Das biber wird aber auch von vielen autochtonen Österreicher*innen gelesen, die einen Einblick in die Welt der Neuen Österreicher*innen gewinnen und sie besser verstehen wollen.
Ein wichtiger Aspekt ist auch, dass Menschen bei uns eine journalistische Heimat finden. Alle Journalist*innen, die durch die Akademie gegangen sind, fühlen sich hier endlich zuhause – sie sind nicht ständig „der/die andere“, sondern in ihrem Anderssein gleich. Das erleichtert und stärkt.
Wann ist Integration gelungen?
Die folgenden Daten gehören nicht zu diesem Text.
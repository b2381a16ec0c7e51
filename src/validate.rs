//! Validators: synchronous and asynchronous.
//!
//! A validator returns `None` for a valid value and `Some(message)` otherwise.
//! Plain closures `Fn(&T) -> ValidationResult` are validators; so are
//! [`Predicate`] (constant message + boolean check) and [`NotEmpty`].

use std::future::Future;

use futures::future::LocalBoxFuture;
use futures::FutureExt;

use crate::error::ValidationFailure;

/// `None` means valid; `Some(message)` describes the problem.
pub type ValidationResult = Option<String>;

/// Outcome of an asynchronous validation.
pub type AsyncValidationResult = Result<ValidationResult, ValidationFailure>;

// ---------------------------------------------------------------------------
// Validator
// ---------------------------------------------------------------------------

/// Synchronous validation strategy.
pub trait Validator<T> {
    fn validate(&self, value: &T) -> ValidationResult;
}

impl<T, F> Validator<T> for F
where
    F: Fn(&T) -> ValidationResult,
{
    fn validate(&self, value: &T) -> ValidationResult {
        self(value)
    }
}

/// A boolean check with a constant failure message.
pub struct Predicate<T> {
    message: String,
    check: Box<dyn Fn(&T) -> bool>,
}

impl<T> Predicate<T> {
    pub fn new(message: impl Into<String>, check: impl Fn(&T) -> bool + 'static) -> Self {
        Self {
            message: message.into(),
            check: Box::new(check),
        }
    }
}

impl<T> Validator<T> for Predicate<T> {
    fn validate(&self, value: &T) -> ValidationResult {
        if (self.check)(value) {
            None
        } else {
            Some(self.message.clone())
        }
    }
}

/// Rejects empty or whitespace-only text.
#[derive(Debug, Clone, Copy, Default)]
pub struct NotEmpty;

impl NotEmpty {
    pub const MESSAGE: &'static str = "Value must not be empty.";
}

impl Validator<String> for NotEmpty {
    fn validate(&self, value: &String) -> ValidationResult {
        if value.trim().is_empty() {
            Some(Self::MESSAGE.to_owned())
        } else {
            None
        }
    }
}

impl Validator<Option<String>> for NotEmpty {
    fn validate(&self, value: &Option<String>) -> ValidationResult {
        match value {
            Some(text) => self.validate(text),
            None => Some(Self::MESSAGE.to_owned()),
        }
    }
}

// ---------------------------------------------------------------------------
// AsyncValidator
// ---------------------------------------------------------------------------

/// Asynchronous validation strategy.
///
/// The returned future must not borrow from the validator or the value.
pub trait AsyncValidator<T> {
    fn validate(&self, value: &T) -> LocalBoxFuture<'static, AsyncValidationResult>;
}

impl<T, F, Fut> AsyncValidator<T> for F
where
    F: Fn(&T) -> Fut,
    Fut: Future<Output = AsyncValidationResult> + 'static,
{
    fn validate(&self, value: &T) -> LocalBoxFuture<'static, AsyncValidationResult> {
        self(value).boxed_local()
    }
}

// ---------------------------------------------------------------------------
// Tests
// ---------------------------------------------------------------------------
//! ManualScheduler: deterministic timers and tasks for tests.

use std::cell::{Cell, RefCell};
use std::future::Future;
use std::time::Duration;

use futures::executor::{LocalPool, LocalSpawner};
use futures::future::LocalBoxFuture;
use futures::task::LocalSpawnExt;

use crate::schedule::Scheduler;

struct Timer {
    due: Duration,
    seq: u64,
    task: Box<dyn FnOnce()>,
}

/// A [`Scheduler`] driven by hand.
///
/// Time only moves when [`advance`](Self::advance) is called; spawned tasks
/// only run inside `advance`, [`run_until_stalled`](Self::run_until_stalled)
/// or [`block_on`](Self::block_on).
///
/// # Examples
///
/// ```ignore
/// let scheduler = Rc::new(ManualScheduler::new());
/// let binder = Binder::new(scheduler.clone());
/// // ... push into a throttled binding ...
/// scheduler.advance(Duration::from_millis(300));
/// ```
pub struct ManualScheduler {
    now: Cell<Duration>,
    next_seq: Cell<u64>,
    timers: RefCell<Vec<Timer>>,
    pool: RefCell<LocalPool>,
    spawner: LocalSpawner,
}

impl ManualScheduler {
    /// Create a scheduler at virtual time zero.
    pub fn new() -> Self {
        let pool = LocalPool::new();
        let spawner = pool.spawner();
        Self {
            now: Cell::new(Duration::ZERO),
            next_seq: Cell::new(0),
            timers: RefCell::new(Vec::new()),
            pool: RefCell::new(pool),
            spawner,
        }
    }

    /// Current virtual time.
    pub fn now(&self) -> Duration {
        self.now.get()
    }

    /// Number of timers that have not fired yet.
    pub fn pending_timers(&self) -> usize {
        self.timers.borrow().len()
    }

    /// Move the clock forward, firing due timers in deadline order and running
    /// spawned tasks after each one.
    pub fn advance(&self, by: Duration) {
        let target = self.now.get() + by;
        while let Some(timer) = self.take_due(target) {
            self.now.set(timer.due);
            (timer.task)();
            self.run_until_stalled();
        }
        self.now.set(target);
        self.run_until_stalled();
    }

    /// Run spawned tasks until none can make progress.
    pub fn run_until_stalled(&self) {
        self.pool.borrow_mut().run_until_stalled();
    }

    /// Run `future` to completion, driving spawned tasks alongside it.
    pub fn block_on<F: Future>(&self, future: F) -> F::Output {
        self.pool.borrow_mut().run_until(future)
    }

    fn take_due(&self, target: Duration) -> Option<Timer> {
        let mut timers = self.timers.borrow_mut();
        let index = timers
            .iter()
            .enumerate()
            .filter(|(_, t)| t.due <= target)
            .min_by_key(|(_, t)| (t.due, t.seq))
            .map(|(i, _)| i)?;
        Some(timers.remove(index))
    }
}

impl Default for ManualScheduler {
    fn default() -> Self {
        Self::new()
    }
}

impl Scheduler for ManualScheduler {
    fn schedule(&self, delay: Duration, task: Box<dyn FnOnce()>) {
        let seq = self.next_seq.get();
        self.next_seq.set(seq + 1);
        self.timers.borrow_mut().push(Timer {
            due: self.now.get() + delay,
            seq,
            task,
        });
    }

    fn spawn(&self, task: LocalBoxFuture<'static, ()>) {
        if let Err(err) = self.spawner.spawn_local(task) {
            tracing::warn!(%err, "manual scheduler could not spawn task");
        }
    }
}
Wann nicht?
Antia-Tatic: Einerseits gibt es messbare Dinge, die man von außen sehen kann, wie Sprachkompetenz, Bildungszugang und Entwicklungsmöglichkeiten. Das andere ist das Gefühl, das zugewanderte Menschen selbst haben, ob sie sich als Teil der Gesellschaft fühlen, ob sie mitgestalten können oder ob sie immer erst beweisen müssen, dass sie gut genug sind oder richtig. Oft hört man „Du bist aber kein/e richtige/r Österreicher*in“ und erstaunt „Du sprichst aber gut Deutsch!“.
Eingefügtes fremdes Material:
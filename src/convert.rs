//! Converters between the UI-facing and the model-facing representation.

use std::fmt::Display;
use std::marker::PhantomData;
use std::str::FromStr;

use crate::error::ConversionError;

/// Result of a forward conversion.
pub type ConversionResult<T> = Result<T, ConversionError>;

/// Bidirectional mapping `S ⇄ T`.
///
/// `S` is the outer (UI) type and `T` the inner (model) type. The forward
/// direction may fail; the backward direction is total.
pub trait Converter<S, T> {
    fn convert(&self, value: &S) -> ConversionResult<T>;
    fn convert_back(&self, value: &T) -> S;
}

// ---------------------------------------------------------------------------
// FloatConverter
// ---------------------------------------------------------------------------

/// Text ⇄ `f64`. Blank text and `NaN` are rejected.
#[derive(Debug, Clone, Copy, Default)]
pub struct FloatConverter;

impl FloatConverter {
    pub const MESSAGE: &'static str = "Not a number.";
}

impl Converter<String, f64> for FloatConverter {
    fn convert(&self, value: &String) -> ConversionResult<f64> {
        let trimmed = value.trim();
        if trimmed.is_empty() {
            return Err(ConversionError::new(Self::MESSAGE));
        }
        match trimmed.parse::<f64>() {
            Ok(n) if !n.is_nan() => Ok(n),
            _ => Err(ConversionError::new(Self::MESSAGE)),
        }
    }

    fn convert_back(&self, value: &f64) -> String {
        value.to_string()
    }
}

// ---------------------------------------------------------------------------
// ParseConverter
// ---------------------------------------------------------------------------

/// Text ⇄ any `FromStr + Display` type, with a fixed failure message.
pub struct ParseConverter<N> {
    message: String,
    _marker: PhantomData<fn() -> N>,
}

impl<N> ParseConverter<N> {
    pub fn new(message: impl Into<String>) -> Self {
        Self {
            message: message.into(),
            _marker: PhantomData,
        }
    }
}

impl<N: FromStr + Display> Converter<String, N> for ParseConverter<N> {
    fn convert(&self, value: &String) -> ConversionResult<N> {
        value
            .trim()
            .parse()
            .map_err(|_| ConversionError::new(self.message.clone()))
    }

    fn convert_back(&self, value: &N) -> String {
        value.to_string()
    }
}

// ---------------------------------------------------------------------------
// Tests
// ---------------------------------------------------------------------------

#[cfg(test)]
mod tests {
    use super::*;

    #[test]
    fn float_accepts_numbers() {
        assert_eq!(FloatConverter.convert(&"42".to_owned()), Ok(42.0));
        assert_eq!(FloatConverter.convert(&" -1.5 ".to_owned()), Ok(-1.5));
    }

    #[test]
    fn float_rejects_garbage() {
        for bad in ["abc", "", "   ", "NaN"] {
            let err = FloatConverter.convert(&bad.to_owned()).unwrap_err();
            assert_eq!(err.message, FloatConverter::MESSAGE, "input {bad:?}");
        }
    }

    #[test]
    fn float_convert_back_is_compact() {
        assert_eq!(FloatConverter.convert_back(&42.0), "42");
        assert_eq!(FloatConverter.convert_back(&0.25), "0.25");
    }

    #[test]
    fn parse_converter_integers() {
        let conv = ParseConverter::<u8>::new("Not a byte.");
        assert_eq!(conv.convert(&"200".to_owned()), Ok(200));
        assert_eq!(
            conv.convert(&"300".to_owned()).unwrap_err().message,
            "Not a byte."
        );
        assert_eq!(conv.convert_back(&7), "7");
    }
}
Wie verbessert eure Arbeit die Welt?
Antia-Tatic: Wir bringen durch unseren Journalismus neue Perspektiven und dadurch Möglichkeiten, die Welt neu zu verstehen. Wir verändern die Welt vor allem durch die Akademie – die Absolvent*innen machen Vielfalt sichtbar und leben sie in den Entscheidungsfunktionen.
Wie sieht die Zukunft aus, wenn ihr erfolgreich seid?
Antia-Tatic: Wenn die ZIB2 von einer Frau mit Migrationshintergrund und Kopftuch moderiert wird. (lacht) In einer guten Zukunft ist es ganz normal, dass Österreicher*innen internationale Namen haben, vielfältig aussehen und unzählige Sprachen sprechen.
Delna Antia-Tatic, Chefredakteurin, Amar Rajkovic, stv. Chefredakteur
Biber VerlagsGmbH, Wien
Magazin das biber: "biber" bedeutet auf türkisch "Pfefferoni" und auf serbokroatisch "Pfeffer". Erscheint 8 Mal pro Jahr.